use approx::assert_relative_eq;
use vesting_sim::agent::AggregateActions;
use vesting_sim::config::PricingConfig;
use vesting_sim::economy::EconomySnapshot;
use vesting_sim::pricing::PricingModel;

fn snapshot(price: f64, circulating: f64, volume: f64) -> EconomySnapshot {
    EconomySnapshot {
        price,
        price_floor: 0.0,
        total_supply: circulating,
        circulating_supply: circulating,
        staked_supply: 0.0,
        burned_supply: 0.0,
        month_volume: volume,
        price_history: Vec::new(),
        circulating_history: Vec::new(),
    }
}

// ─── Test 1: constant model never moves ─────────────────────────────────

#[test]
fn test_constant_price() {
    let mut model = PricingModel::from_config(&PricingConfig::Constant, 1.0);
    let aggregate = AggregateActions::default();

    for volume in [0.0, 1_000.0, 1_000_000.0] {
        let next = model.next_price(&snapshot(1.0, 500_000.0, volume), &aggregate);
        assert_relative_eq!(next, 1.0);
    }
}

// ─── Test 2: EOE smoothing ──────────────────────────────────────────────

#[test]
fn test_eoe_smoothing() {
    let config = PricingConfig::Eoe {
        smoothing_alpha: 0.5,
        holding_time_months: 6.0, // velocity = 2
        min_price: 0.001,
    };
    let mut model = PricingModel::from_config(&config, 2.0);
    let aggregate = AggregateActions::default();

    // demand = 500 * 2.0 = 1000; raw = 1000 / (1000 * 2) = 0.5
    // next = 0.5 * 2.0 + 0.5 * 0.5 = 1.25
    let next = model.next_price(&snapshot(2.0, 1_000.0, 500.0), &aggregate);
    assert_relative_eq!(next, 1.25, epsilon = 1e-12);

    // Zero volume halves the smoothed price each step.
    let next = model.next_price(&snapshot(next, 1_000.0, 0.0), &aggregate);
    assert_relative_eq!(next, 0.625, epsilon = 1e-12);
}

// ─── Test 3: EOE price floor ────────────────────────────────────────────

#[test]
fn test_eoe_min_price_floor() {
    let config = PricingConfig::Eoe {
        smoothing_alpha: 0.7,
        holding_time_months: 6.0,
        min_price: 0.001,
    };
    let mut model = PricingModel::from_config(&config, 1.0);
    let aggregate = AggregateActions::default();

    // Dead market: price decays but never drops through the floor.
    let mut price = 1.0;
    for _ in 0..60 {
        price = model.next_price(&snapshot(price, 1_000_000.0, 0.0), &aggregate);
        assert!(price >= 0.001);
    }
    assert_relative_eq!(price, 0.001);
    assert_relative_eq!(model.min_price(), 0.001);
}

// ─── Test 4: bonding curve ──────────────────────────────────────────────

#[test]
fn test_bonding_curve() {
    let config = PricingConfig::BondingCurve {
        k: 0.001,
        exponent: 0.5,
    };
    let mut model = PricingModel::from_config(&config, 1.0);
    let aggregate = AggregateActions::default();

    // 0.001 * sqrt(1_000_000) = 1.0
    let next = model.next_price(&snapshot(1.0, 1_000_000.0, 0.0), &aggregate);
    assert_relative_eq!(next, 1.0, epsilon = 1e-12);

    let next = model.next_price(&snapshot(1.0, 4_000_000.0, 0.0), &aggregate);
    assert_relative_eq!(next, 2.0, epsilon = 1e-12);
}

// ─── Test 5: issuance curve ─────────────────────────────────────────────

#[test]
fn test_issuance_curve() {
    let config = PricingConfig::IssuanceCurve {
        base_price: 1.0,
        max_supply: 1_000_000.0,
        alpha: 2.0,
    };
    let mut model = PricingModel::from_config(&config, 1.0);
    let aggregate = AggregateActions::default();

    // (1 + S/S_max)^2 at full supply = 4
    let next = model.next_price(&snapshot(1.0, 1_000_000.0, 0.0), &aggregate);
    assert_relative_eq!(next, 4.0, epsilon = 1e-12);

    let next = model.next_price(&snapshot(1.0, 0.0, 0.0), &aggregate);
    assert_relative_eq!(next, 1.0, epsilon = 1e-12);
}
use crate::config::TreasuryConfig;

/// What the treasury did with one month's fees.
#[derive(Debug, Clone, Copy, Default)]
pub struct TreasuryMonthOutcome {
    pub fees_collected: f64,
    pub tokens_bought: f64,
    pub tokens_burned: f64,
}

/// Optional fee-collecting treasury with buyback-and-burn.
///
/// Tokens bought back but not burned stay on the treasury's book and
/// remain part of circulating supply; only burn removes tokens from the
/// total.
#[derive(Debug)]
pub struct TreasuryController {
    config: TreasuryConfig,
    fiat_balance: f64,
    token_balance: f64,
    fees_collected: f64,
    liquidity_deployed: f64,
    tokens_bought: f64,
    tokens_burned: f64,
}

impl TreasuryController {
    pub fn new(config: TreasuryConfig) -> Self {
        TreasuryController {
            config,
            fiat_balance: 0.0,
            token_balance: 0.0,
            fees_collected: 0.0,
            liquidity_deployed: 0.0,
            tokens_bought: 0.0,
            tokens_burned: 0.0,
        }
    }

    pub fn config(&self) -> &TreasuryConfig {
        &self.config
    }

    pub fn fiat_balance(&self) -> f64 {
        self.fiat_balance
    }

    pub fn token_balance(&self) -> f64 {
        self.token_balance
    }

    pub fn fees_collected(&self) -> f64 {
        self.fees_collected
    }

    pub fn liquidity_deployed(&self) -> f64 {
        self.liquidity_deployed
    }

    pub fn tokens_bought(&self) -> f64 {
        self.tokens_bought
    }

    pub fn tokens_burned(&self) -> f64 {
        self.tokens_burned
    }

    /// Collect fees on the month's aggregated sales and run the
    /// hold / liquidity / buyback split. The returned burn amount has to
    /// be applied to the economy's supply by the caller.
    pub fn process_month(&mut self, sold_tokens: f64, price: f64) -> TreasuryMonthOutcome {
        if sold_tokens <= 0.0 || price <= 0.0 {
            return TreasuryMonthOutcome::default();
        }

        let fees = sold_tokens * price * self.config.fee_rate;
        self.fiat_balance += fees;
        self.fees_collected += fees;

        let liquidity = fees * self.config.allocation.liquidity;
        self.fiat_balance -= liquidity;
        self.liquidity_deployed += liquidity;

        let buyback_budget = fees * self.config.allocation.buyback;
        let bought = buyback_budget / price;
        self.fiat_balance -= buyback_budget;
        self.tokens_bought += bought;

        let burned = if self.config.burn_bought {
            self.tokens_burned += bought;
            bought
        } else {
            self.token_balance += bought;
            0.0
        };

        TreasuryMonthOutcome {
            fees_collected: fees,
            tokens_bought: bought,
            tokens_burned: burned,
        }
    }

    /// Pay staking rewards out of the treasury's token balance. Pays what
    /// it can; an empty book silently pays zero.
    pub fn pay_token_rewards(&mut self, amount: f64) -> f64 {
        let paid = amount.min(self.token_balance).max(0.0);
        self.token_balance -= paid;
        paid
    }
}
// ═══════════════════════════════════════════════════════════════════════
// Validation
// ═══════════════════════════════════════════════════════════════════════

impl SimulationRequest {
    /// Semantic validation of the whole request. Schema-level problems
    /// (unknown keys, wrong types) are already rejected during
    /// deserialization.
    pub fn validate(&self) -> EngineResult<()> {
        if self.token.total_supply < 1 {
            return Err(EngineError::validation("total_supply must be at least 1"));
        }
        if self.token.horizon_months < 1 || self.token.horizon_months > MAX_HORIZON_MONTHS {
            return Err(EngineError::validation(format!(
                "horizon_months must be in [1, {MAX_HORIZON_MONTHS}], got {}",
                self.token.horizon_months
            )));
        }

        if self.buckets.is_empty() {
            return Err(EngineError::validation("at least one vesting bucket required"));
        }
        if self.buckets.len() > MAX_BUCKETS {
            return Err(EngineError::validation(format!(
                "at most {MAX_BUCKETS} vesting buckets allowed, got {}",
                self.buckets.len()
            )));
        }
        let mut allocation_sum = 0.0;
        for bucket in &self.buckets {
            if bucket.name.is_empty() {
                return Err(EngineError::validation("bucket name must not be empty"));
            }
            if bucket.allocation_percent <= 0.0 || bucket.allocation_percent > 100.0 {
                return Err(EngineError::validation(format!(
                    "bucket '{}': allocation_percent must be in (0, 100]",
                    bucket.name
                )));
            }
            if !(0.0..=100.0).contains(&bucket.tge_percent) {
                return Err(EngineError::validation(format!(
                    "bucket '{}': tge_percent must be in [0, 100]",
                    bucket.name
                )));
            }
            if bucket.vesting_months == 0 && bucket.tge_percent < 100.0 {
                return Err(EngineError::validation(format!(
                    "bucket '{}': vesting_months = 0 requires tge_percent = 100",
                    bucket.name
                )));
            }
            allocation_sum += bucket.allocation_percent;
        }
        if allocation_sum > 100.0 + 1e-9 {
            return Err(EngineError::validation(format!(
                "bucket allocations sum to {allocation_sum:.4}%, exceeding 100%"
            )));
        }

        self.validate_abm()?;

        if let Some(mc) = &self.monte_carlo {
            if mc.num_trials < 1 || mc.num_trials > MAX_TRIALS {
                return Err(EngineError::validation(format!(
                    "num_trials must be in [1, {MAX_TRIALS}], got {}",
                    mc.num_trials
                )));
            }
            for level in &mc.confidence_levels {
                if !(*level > 0.0 && *level < 100.0) {
                    return Err(EngineError::validation(format!(
                        "confidence levels must be strictly inside (0, 100), got {level}"
                    )));
                }
            }
        }

        Ok(())
    }

    fn validate_abm(&self) -> EngineResult<()> {
        let abm = &self.abm;

        if abm.total_holders < 1 {
            return Err(EngineError::validation("total_holders must be at least 1"));
        }
        if let Some(n) = abm.agents_per_cohort {
            if n < 1 {
                return Err(EngineError::validation("agents_per_cohort must be at least 1"));
            }
        }
        if !(abm.initial_price.is_finite() && abm.initial_price > 0.0) {
            return Err(EngineError::validation("initial_price must be positive"));
        }

        match &abm.pricing {
            PricingConfig::Constant => {}
            PricingConfig::Eoe {
                smoothing_alpha,
                holding_time_months,
                min_price,
            } => {
                if !(0.0..=1.0).contains(smoothing_alpha) {
                    return Err(EngineError::validation("EOE smoothing_alpha must be in [0, 1]"));
                }
                if *holding_time_months <= 0.0 {
                    return Err(EngineError::validation(
                        "EOE holding_time_months must be positive",
                    ));
                }
                if *min_price <= 0.0 {
                    return Err(EngineError::validation("EOE min_price must be positive"));
                }
            }
            PricingConfig::BondingCurve { k, exponent } => {
                if *k <= 0.0 || !exponent.is_finite() {
                    return Err(EngineError::validation(
                        "bonding curve requires k > 0 and a finite exponent",
                    ));
                }
            }
            PricingConfig::IssuanceCurve {
                base_price,
                max_supply,
                alpha,
            } => {
                if *base_price <= 0.0 || *max_supply <= 0.0 || !alpha.is_finite() {
                    return Err(EngineError::validation(
                        "issuance curve requires base_price > 0, max_supply > 0 and finite alpha",
                    ));
                }
            }
        }

        if let Some(staking) = &abm.staking {
            if staking.base_apy < 0.0 {
                return Err(EngineError::validation("staking base_apy must be non-negative"));
            }
            if !(staking.max_capacity > 0.0 && staking.max_capacity <= 1.0) {
                return Err(EngineError::validation("staking max_capacity must be in (0, 1]"));
            }
            if staking.lockup_months < 1 {
                return Err(EngineError::validation("staking lockup_months must be at least 1"));
            }
            if staking.empty_pool_multiplier < 0.0 || staking.full_pool_multiplier < 0.0 {
                return Err(EngineError::validation(
                    "staking pool multipliers must be non-negative",
                ));
            }
        }

        if let Some(treasury) = &abm.treasury {
            if !(0.0..=1.0).contains(&treasury.fee_rate) {
                return Err(EngineError::validation("treasury fee_rate must be in [0, 1]"));
            }
            let a = &treasury.allocation;
            if a.hold < 0.0 || a.liquidity < 0.0 || a.buyback < 0.0 {
                return Err(EngineError::validation(
                    "treasury allocation fractions must be non-negative",
                ));
            }
            let sum = a.hold + a.liquidity + a.buyback;
            if (sum - 1.0).abs() > 1e-6 {
                return Err(EngineError::validation(format!(
                    "treasury allocation fractions must sum to 1, got {sum:.6}"
                )));
            }
        }

        for cohort in &abm.cohorts {
            if cohort.label.is_empty() {
                return Err(EngineError::validation("cohort label must not be empty"));
            }
            if let Some(f) = cohort.holder_fraction {
                if !(f > 0.0 && f <= 1.0) {
                    return Err(EngineError::validation(format!(
                        "cohort '{}': holder_fraction must be in (0, 1]",
                        cohort.label
                    )));
                }
            }
            cohort.behavior.validate(&cohort.label)?;
        }

        Ok(())
    }
}
// ═══════════════════════════════════════════════════════════════════════
// Run control — cancellation flag + progress publisher
// ═══════════════════════════════════════════════════════════════════════

/// Cooperative controls for one run: a cancellation flag polled at each
/// month boundary and an optional progress channel.
#[derive(Debug, Clone)]
pub struct RunControl {
    cancel: Arc<AtomicBool>,
    progress: Option<Arc<ProgressChannel>>,
}

impl RunControl {
    /// Control block with nothing attached, for direct library use.
    pub fn unmanaged() -> Self {
        RunControl {
            cancel: Arc::new(AtomicBool::new(false)),
            progress: None,
        }
    }

    pub fn new(cancel: Arc<AtomicBool>, progress: Arc<ProgressChannel>) -> Self {
        RunControl {
            cancel,
            progress: Some(progress),
        }
    }

    /// Shares a cancellation flag but publishes no progress. Used for
    /// Monte-Carlo trials, whose per-month progress is not surfaced.
    pub fn with_cancel(cancel: Arc<AtomicBool>) -> Self {
        RunControl {
            cancel,
            progress: None,
        }
    }

    pub fn cancel_flag(&self) -> Arc<AtomicBool> {
        self.cancel.clone()
    }

    pub fn is_cancelled(&self) -> bool {
        self.cancel.load(Ordering::Relaxed)
    }

    pub fn publish(&self, current: u32, total: u32) {
        if let Some(progress) = &self.progress {
            progress.publish(current, total);
        }
    }
}

// ═══════════════════════════════════════════════════════════════════════
// Result types
// ═══════════════════════════════════════════════════════════════════════

/// Global metrics recorded at the end of each month.
#[derive(Debug, Clone, Serialize)]
pub struct MonthMetrics {
    pub month: u32,
    /// Committed price after this month's pricing step.
    pub price: f64,
    pub total_supply: f64,
    pub circulating_supply: f64,
    pub staked_supply: f64,
    pub burned_supply: f64,
    /// Allocation not yet unlocked (plus any never-allocated remainder).
    pub locked_supply: f64,
    pub tokens_unlocked: f64,
    pub tokens_sold: f64,
    /// Stake accepted by the pool this month.
    pub tokens_staked: f64,
    pub tokens_released: f64,
    pub staking_rewards: f64,
    pub staking_apy: f64,
    pub treasury_fees: f64,
    pub treasury_tokens_bought: f64,
    pub treasury_tokens_burned: f64,
}

#[derive(Debug, Clone, Serialize)]
pub struct CohortTotals {
    pub label: String,
    pub sold: f64,
    pub staked: f64,
    pub held: f64,
    pub unlocked: f64,
}

/// Per-month action aggregates for one cohort, kept only when the request
/// asks for cohort details.
#[derive(Debug, Clone, Serialize)]
pub struct CohortSeries {
    pub label: String,
    pub months: Vec<AggregateActions>,
}

#[derive(Debug, Clone, Serialize)]
pub struct StakingSummary {
    pub total_staked: f64,
    pub cumulative_rewards: f64,
    pub final_apy: f64,
}

#[derive(Debug, Clone, Serialize)]
pub struct TreasurySummary {
    pub fiat_balance: f64,
    pub token_balance: f64,
    pub fees_collected: f64,
    pub liquidity_deployed: f64,
    pub tokens_bought: f64,
    pub tokens_burned: f64,
}

#[derive(Debug, Clone, Serialize)]
pub struct SimulationSummary {
    pub final_price: f64,
    pub final_circulating: f64,
    pub cumulative_sold: f64,
    pub average_price: f64,
    pub months_simulated: u32,
    #[serde(skip_serializing_if = "Option::is_none")]
    pub staking: Option<StakingSummary>,
    #[serde(skip_serializing_if = "Option::is_none")]
    pub treasury: Option<TreasurySummary>,
}

#[derive(Debug, Clone, Serialize)]
pub struct SimulationResult {
    /// Seed the run actually used; recorded so unseeded requests stay
    /// reproducible.
    pub seed: u64,
    pub months: Vec<MonthMetrics>,
    pub cohort_totals: Vec<CohortTotals>,
    #[serde(skip_serializing_if = "Option::is_none")]
    pub cohort_series: Option<Vec<CohortSeries>>,
    pub summary: SimulationSummary,
}

/// A run either completes with a result or observes its cancellation flag
/// and stops cleanly at a month boundary, discarding partial state.
#[derive(Debug)]
pub enum RunOutcome {
    Completed(SimulationResult),
    Cancelled,
}

// ═══════════════════════════════════════════════════════════════════════
// Simulation loop
// ═══════════════════════════════════════════════════════════════════════

/// One fully-initialized simulation: agents materialized, economy and
/// controllers constructed. Consumed by `run`.
pub struct Simulation {
    seed: u64,
    horizon: u32,
    store_cohort_details: bool,
    economy: TokenEconomy,
    pricing: PricingModel,
    staking: Option<StakingController>,
    treasury: Option<TreasuryController>,
    agents: Vec<HolderAgent>,
    cohorts: Vec<Cohort>,
    plans: Vec<ScalingPlan>,
    initial_supply: f64,
}
impl QueueShared {
    fn cache_lookup(&self, print: &str) -> Option<Arc<JobOutput>> {
        let mut cache = self.cache.lock().unwrap();
        match cache.get(print) {
            Some(entry) if entry.stored_at.elapsed() < self.config.cache_ttl => {
                Some(entry.result.clone())
            }
            Some(_) => {
                // Lazy eviction of the expired entry.
                cache.remove(print);
                None
            }
            None => None,
        }
    }

    async fn execute(shared: Arc<QueueShared>, id: Uuid) {
        let permit = match shared.permits.clone().acquire_owned().await {
            Ok(permit) => permit,
            Err(_) => return,
        };

        // Move pending → running, unless the job was cancelled (or swept)
        // while waiting for a permit.
        let (kind, request, cancel, progress) = {
            let mut jobs = shared.jobs.lock().unwrap();
            let entry = match jobs.get_mut(&id) {
                Some(entry) => entry,
                None => return,
            };
            if entry.status != JobStatus::Pending {
                return;
            }
            entry.status = JobStatus::Running;
            entry.started_at = Some(Utc::now());
            (
                entry.kind,
                entry.request.clone(),
                entry.cancel.clone(),
                entry.progress.clone(),
            )
        };

        let control = RunControl::new(cancel, progress.clone());
        let outcome = tokio::task::spawn_blocking(move || -> EngineResult<Execution> {
            match kind {
                JobKind::Single => {
                    let simulation = Simulation::new(&request)?;
                    match simulation.run(&control)? {
                        RunOutcome::Completed(result) => {
                            Ok(Execution::Done(JobOutput::Single(result)))
                        }
                        RunOutcome::Cancelled => Ok(Execution::Cancelled),
                    }
                }
                JobKind::MonteCarlo => match run_monte_carlo(&request, &control)? {
                    MonteCarloOutcome::Completed(result) => {
                        Ok(Execution::Done(JobOutput::MonteCarlo(result)))
                    }
                    MonteCarloOutcome::Cancelled => Ok(Execution::Cancelled),
                },
            }
        })
        .await;

        let resolution = match outcome {
            Ok(result) => result,
            Err(join_error) => Err(EngineError::simulation(format!(
                "worker aborted: {join_error}"
            ))),
        };

        let mut jobs = shared.jobs.lock().unwrap();
        let entry = match jobs.get_mut(&id) {
            Some(entry) => entry,
            None => return,
        };
        entry.finished_at = Some(Utc::now());
        match resolution {
            Ok(Execution::Done(output)) => {
                let output = Arc::new(output);
                entry.result = Some(output.clone());
                entry.status = JobStatus::Completed;
                entry.progress.finish(JobStatus::Completed.label());
                // Cache writes happen on normal completion only.
                shared.cache.lock().unwrap().insert(
                    entry.fingerprint.clone(),
                    CacheEntry {
                        result: output,
                        stored_at: Instant::now(),
                    },
                );
                tracing::info!(job = %id, "job completed");
            }
            Ok(Execution::Cancelled) => {
                entry.status = JobStatus::Cancelled;
                entry.progress.finish(JobStatus::Cancelled.label());
                tracing::info!(job = %id, "job cancelled");
            }
            Err(error) => {
                entry.status = JobStatus::Failed;
                entry.error = Some(error.to_string());
                entry.progress.finish(JobStatus::Failed.label());
                tracing::warn!(job = %id, %error, "job failed");
            }
        }
        drop(jobs);
        drop(permit);
    }

    fn sweep(&self) {
        let cache_ttl = self.config.cache_ttl;
        {
            let mut cache = self.cache.lock().unwrap();
            cache.retain(|_, entry| entry.stored_at.elapsed() < cache_ttl);
        }

        let job_ttl = match chrono::Duration::from_std(self.config.job_ttl) {
            Ok(ttl) => ttl,
            Err(_) => return,
        };
        let now = Utc::now();
        let mut jobs = self.jobs.lock().unwrap();
        let before = jobs.len();
        jobs.retain(|_, entry| {
            !(entry.status.is_terminal()
                && entry
                    .finished_at
                    .map(|at| now - at > job_ttl)
                    .unwrap_or(false))
        });
        let swept = before - jobs.len();
        if swept > 0 {
            tracing::debug!(swept, "expired jobs removed");
        }
    }
}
......
• What is being asked
Going through the data above, count each line that contains "TreasurySummary" and give only that figure.

• Finished task
2